(Stored items from a collection)
══════════

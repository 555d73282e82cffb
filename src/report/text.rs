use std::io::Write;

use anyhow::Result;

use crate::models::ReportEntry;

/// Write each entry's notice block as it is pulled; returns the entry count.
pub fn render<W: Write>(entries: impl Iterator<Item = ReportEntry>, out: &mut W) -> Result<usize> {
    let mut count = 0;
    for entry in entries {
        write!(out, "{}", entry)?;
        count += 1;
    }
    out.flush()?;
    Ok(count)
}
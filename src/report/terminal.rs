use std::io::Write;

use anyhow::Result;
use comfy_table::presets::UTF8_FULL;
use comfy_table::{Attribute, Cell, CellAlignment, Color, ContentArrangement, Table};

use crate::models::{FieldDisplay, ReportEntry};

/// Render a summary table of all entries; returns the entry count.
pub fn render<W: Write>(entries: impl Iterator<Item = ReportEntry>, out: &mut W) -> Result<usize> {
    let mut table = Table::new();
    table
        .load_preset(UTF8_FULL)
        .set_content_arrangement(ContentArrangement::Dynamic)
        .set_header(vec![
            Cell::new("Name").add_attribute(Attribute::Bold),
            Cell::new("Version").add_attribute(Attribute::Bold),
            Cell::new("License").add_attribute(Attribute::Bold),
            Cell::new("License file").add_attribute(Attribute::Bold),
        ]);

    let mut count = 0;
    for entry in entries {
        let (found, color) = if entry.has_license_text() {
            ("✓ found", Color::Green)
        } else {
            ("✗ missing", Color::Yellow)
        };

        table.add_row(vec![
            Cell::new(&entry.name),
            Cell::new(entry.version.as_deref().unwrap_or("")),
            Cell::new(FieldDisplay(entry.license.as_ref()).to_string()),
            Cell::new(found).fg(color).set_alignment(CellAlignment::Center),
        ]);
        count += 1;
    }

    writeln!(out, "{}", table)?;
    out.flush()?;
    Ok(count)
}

══════════

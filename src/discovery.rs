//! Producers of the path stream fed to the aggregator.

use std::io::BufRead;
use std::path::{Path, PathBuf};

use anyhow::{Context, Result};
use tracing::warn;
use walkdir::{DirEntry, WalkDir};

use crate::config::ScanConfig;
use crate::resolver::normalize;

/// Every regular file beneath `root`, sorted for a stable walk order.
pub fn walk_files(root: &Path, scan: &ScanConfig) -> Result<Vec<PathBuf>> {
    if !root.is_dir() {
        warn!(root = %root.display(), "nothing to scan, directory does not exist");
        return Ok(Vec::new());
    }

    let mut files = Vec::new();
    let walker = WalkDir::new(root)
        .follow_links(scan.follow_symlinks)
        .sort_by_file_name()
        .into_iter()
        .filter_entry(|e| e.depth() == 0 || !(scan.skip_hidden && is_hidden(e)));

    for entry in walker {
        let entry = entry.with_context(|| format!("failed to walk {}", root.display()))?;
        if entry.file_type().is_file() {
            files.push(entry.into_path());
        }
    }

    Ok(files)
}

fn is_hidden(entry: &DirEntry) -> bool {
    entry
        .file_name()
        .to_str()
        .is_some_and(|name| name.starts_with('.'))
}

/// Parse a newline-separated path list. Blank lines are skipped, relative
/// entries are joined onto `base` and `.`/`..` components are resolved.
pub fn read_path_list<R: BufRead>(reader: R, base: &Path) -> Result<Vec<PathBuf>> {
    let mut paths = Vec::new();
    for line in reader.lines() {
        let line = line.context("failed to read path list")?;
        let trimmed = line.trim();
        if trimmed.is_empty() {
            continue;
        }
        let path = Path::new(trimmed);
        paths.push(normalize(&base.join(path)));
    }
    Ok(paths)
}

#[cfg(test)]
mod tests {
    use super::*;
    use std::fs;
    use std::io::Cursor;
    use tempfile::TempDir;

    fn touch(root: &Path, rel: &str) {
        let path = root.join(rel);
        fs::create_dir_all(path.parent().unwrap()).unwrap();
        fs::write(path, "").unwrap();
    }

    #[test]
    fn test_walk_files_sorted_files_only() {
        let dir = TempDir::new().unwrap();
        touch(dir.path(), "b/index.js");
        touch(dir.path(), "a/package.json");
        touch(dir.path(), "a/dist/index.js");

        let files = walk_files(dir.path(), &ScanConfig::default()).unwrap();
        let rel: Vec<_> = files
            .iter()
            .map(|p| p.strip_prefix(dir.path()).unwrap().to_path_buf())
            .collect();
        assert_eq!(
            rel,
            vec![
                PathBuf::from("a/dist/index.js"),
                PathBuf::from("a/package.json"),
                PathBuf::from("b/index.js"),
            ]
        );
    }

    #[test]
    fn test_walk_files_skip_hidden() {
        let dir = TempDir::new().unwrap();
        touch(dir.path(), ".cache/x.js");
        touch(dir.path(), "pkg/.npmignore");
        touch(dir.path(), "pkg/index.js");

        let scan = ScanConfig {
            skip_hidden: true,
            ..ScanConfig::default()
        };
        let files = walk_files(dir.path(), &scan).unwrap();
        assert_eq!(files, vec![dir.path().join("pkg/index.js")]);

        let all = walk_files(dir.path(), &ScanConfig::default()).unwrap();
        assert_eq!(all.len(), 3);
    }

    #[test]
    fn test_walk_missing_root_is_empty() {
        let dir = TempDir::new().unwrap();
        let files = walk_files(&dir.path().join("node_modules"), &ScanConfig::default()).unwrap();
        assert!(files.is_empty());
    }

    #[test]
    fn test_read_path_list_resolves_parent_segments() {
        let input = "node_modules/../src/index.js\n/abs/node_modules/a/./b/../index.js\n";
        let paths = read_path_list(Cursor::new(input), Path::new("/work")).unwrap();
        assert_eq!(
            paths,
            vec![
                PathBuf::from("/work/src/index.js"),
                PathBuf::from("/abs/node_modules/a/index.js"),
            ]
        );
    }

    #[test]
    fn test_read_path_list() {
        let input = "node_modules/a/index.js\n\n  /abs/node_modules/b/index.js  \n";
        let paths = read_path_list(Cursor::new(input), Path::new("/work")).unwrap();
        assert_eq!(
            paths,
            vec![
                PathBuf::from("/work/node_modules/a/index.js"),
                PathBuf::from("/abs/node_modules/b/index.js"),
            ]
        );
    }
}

══════════

* [Task brief]:
Copy whichever lines of the records above contain the word "DirEntry".

* [Result of the exercise]:
use walkdir::{DirEntry, WalkDir};
fn is_hidden(entry: &DirEntry) -> bool {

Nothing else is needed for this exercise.